Aussi convient-il de faire droit à la demande de délais de paiements présentée par Monsieur [L], selon les modalités arrêtées au dispositif de la présente décision.
Sur les dépens et l’exécution provisoire
Monsieur [L], qui succombe à la présente instance, sera tenu des entiers dépens.

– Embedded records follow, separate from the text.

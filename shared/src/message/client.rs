//! Inbound event union
//!
//! One variant per inbound event name; payloads are strongly typed so
//! malformed frames are rejected at the boundary, before any handler
//! touches shared state.

use serde::{Deserialize, Serialize};

use crate::order::{OnlineOrderRecord, OrderItem};

/// Client -> server events, tagged by wire event name
#[derive(Debug, Clone, Serialize, Deserialize, PartialEq)]
#[serde(tag = "event", content = "data", rename_all = "camelCase")]
pub enum ClientEvent {
    #[serde(rename_all = "camelCase")]
    JoinTable {
        table_id: String,
        table_number: String,
    },
    #[serde(rename_all = "camelCase")]
    LeaveTable { table_id: String },
    #[serde(rename_all = "camelCase")]
    UpdateOrder {
        update_order: Vec<OrderItem>,
        total_price: i64,
        table_number: String,
    },
    #[serde(rename_all = "camelCase")]
    SendOrder {
        current_order_id: String,
        order_items: Vec<OrderItem>,
        total_price: i64,
        table_number: String,
        /// Requested progress-status target (validated by the coordinator)
        status_changed: String,
        is_add_items: bool,
    },
    /// Online pre-order submission; fields beyond `id` follow
    /// [`OnlineOrderRecord`]
    #[serde(rename_all = "camelCase")]
    SendPreOrder {
        id: String,
        #[serde(flatten)]
        record: OnlineOrderRecord,
    },
    #[serde(rename_all = "camelCase")]
    OrderPaid { order_id: String },
    #[serde(rename_all = "camelCase")]
    GetDetailTable { table_number: String },
    #[serde(rename_all = "camelCase")]
    HandleCompletedItem {
        kitchen_area: String,
        #[serde(default, skip_serializing_if = "Option::is_none")]
        table_number: Option<String>,
        #[serde(default, skip_serializing_if = "Option::is_none")]
        customer_name: Option<String>,
        #[serde(default, skip_serializing_if = "Option::is_none")]
        batch_id: Option<i64>,
        /// Session key of the pending scope the line came from
        data_key: String,
        menu_item_id: String,
    },
    #[serde(rename_all = "camelCase")]
    HandleConfirmNotifyTable {
        id: String,
        key: String,
        order_items: Vec<OrderItem>,
        price_order: i64,
    },
    #[serde(rename_all = "camelCase")]
    HandleCancelNotifyTable {
        id: String,
        key: String,
        #[serde(default, skip_serializing_if = "Option::is_none")]
        batch_id: Option<i64>,
        /// Table-session key, cleared alongside the cancelled scope
        key_tb: String,
    },
    JoinStaff,
    LeaveStaff,
    JoinChefArea { area: String },
    LeaveChefArea { area: String },
}

impl ClientEvent {
    /// Wire event name (for logging)
    pub fn name(&self) -> &'static str {
        match self {
            Self::JoinTable { .. } => "joinTable",
            Self::LeaveTable { .. } => "leaveTable",
            Self::UpdateOrder { .. } => "updateOrder",
            Self::SendOrder { .. } => "sendOrder",
            Self::SendPreOrder { .. } => "sendPreOrder",
            Self::OrderPaid { .. } => "orderPaid",
            Self::GetDetailTable { .. } => "getDetailTable",
            Self::HandleCompletedItem { .. } => "handleCompletedItem",
            Self::HandleConfirmNotifyTable { .. } => "handleConfirmNotifyTable",
            Self::HandleCancelNotifyTable { .. } => "handleCancelNotifyTable",
            Self::JoinStaff => "joinStaff",
            Self::LeaveStaff => "leaveStaff",
            Self::JoinChefArea { .. } => "joinChefArea",
            Self::LeaveChefArea { .. } => "leaveChefArea",
        }
    }
}

#[cfg(test)]
mod tests {
    use super::*;

    #[test]
    fn test_tagged_deserialization() {
        let json = r#"{"event":"joinTable","data":{"tableId":"t1","tableNumber":"12"}}"#;
        let ev: ClientEvent = serde_json::from_str(json).unwrap();
        assert_eq!(
            ev,
            ClientEvent::JoinTable {
                table_id: "t1".to_string(),
                table_number: "12".to_string(),
            }
        );
        assert_eq!(ev.name(), "joinTable");
    }

    #[test]
    fn test_unit_variant_without_data() {
        let json = r#"{"event":"joinStaff"}"#;
        let ev: ClientEvent = serde_json::from_str(json).unwrap();
        assert_eq!(ev, ClientEvent::JoinStaff);
    }

    #[test]
    fn test_unknown_event_rejected() {
        let json = r#"{"event":"dropTables","data":{}}"#;
        assert!(serde_json::from_str::<ClientEvent>(json).is_err());
    }

    #[test]
    fn test_send_pre_order_payload() {
        let json = r#"{
            "event": "sendPreOrder",
            "data": {
                "id": "ord-1",
                "customerName": "An",
                "orderItems": [{"menuItemId":"m1","name":"Pho","quantity":1}],
                "deliveryAddress": "12 Hang Bong",
                "method": "delivery",
                "totalPayment": 30000
            }
        }"#;
        let ev: ClientEvent = serde_json::from_str(json).unwrap();
        match ev {
            ClientEvent::SendPreOrder { id, record } => {
                assert_eq!(id, "ord-1");
                assert_eq!(record.customer_name, "An");
                assert_eq!(record.total_payment, 30000);
                assert_eq!(record.delivery_address.as_deref(), Some("12 Hang Bong"));
            }
            other => panic!("unexpected event: {:?}", other),
        }
    }

    #[test]
    fn test_send_order_payload() {
        let json = r#"{
            "event": "sendOrder",
            "data": {
                "currentOrderId": "o1",
                "orderItems": [{"menuItemId":"m1","name":"Pho","quantity":2}],
                "totalPrice": 20000,
                "tableNumber": "12",
                "statusChanged": "pending_confirmation",
                "isAddItems": false
            }
        }"#;
        let ev: ClientEvent = serde_json::from_str(json).unwrap();
        match ev {
            ClientEvent::SendOrder {
                total_price,
                is_add_items,
                ..
            } => {
                assert_eq!(total_price, 20000);
                assert!(!is_add_items);
            }
            other => panic!("unexpected event: {:?}", other),
        }
    }
}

Enfin, il est rappelé que la présente décision bénéficie, en application des dispositions de l’article R. 121-21 du Code des procédures civiles d’exécution, de l’exécution provisoire de droit.
PAR CES MOTIFS,
Le Juge de l’exécution,
AUTORISE Monsieur [I] [L] à se libérer de sa dette en 24 mensualités de 5.000 euros, la dernière étant majorée du solde de la dette en principal, intérêts et frais ;
DIT que les mensualités seront exigibles le 10 de chaque mois à compter du mois suivant la notification de la présente décision ;
DIT qu’à défaut de paiement d’une seule échéance à son terme exact, et quinze jours après mise en demeure restée infructueuse par lettre recommandée avec demande d’accusé de réception, l’intégralité des sommes restant dues sera immédiatement exigible ;
RAPPELLE que conformément à l’article 1343-5 du Code civil, la présente décision suspend les procédures d’exécution qui auraient été engagées par le créancier et que les majorations d’intérêts ou les pénalités encourues à raison du retard cessent d’être dues pendant le délai fixé par la présente décision ;
CONDAMNE Monsieur [I] [L] aux dépens ;
RAPPELLE que la présente décision bénéficie de l’exécution provisoire de droit.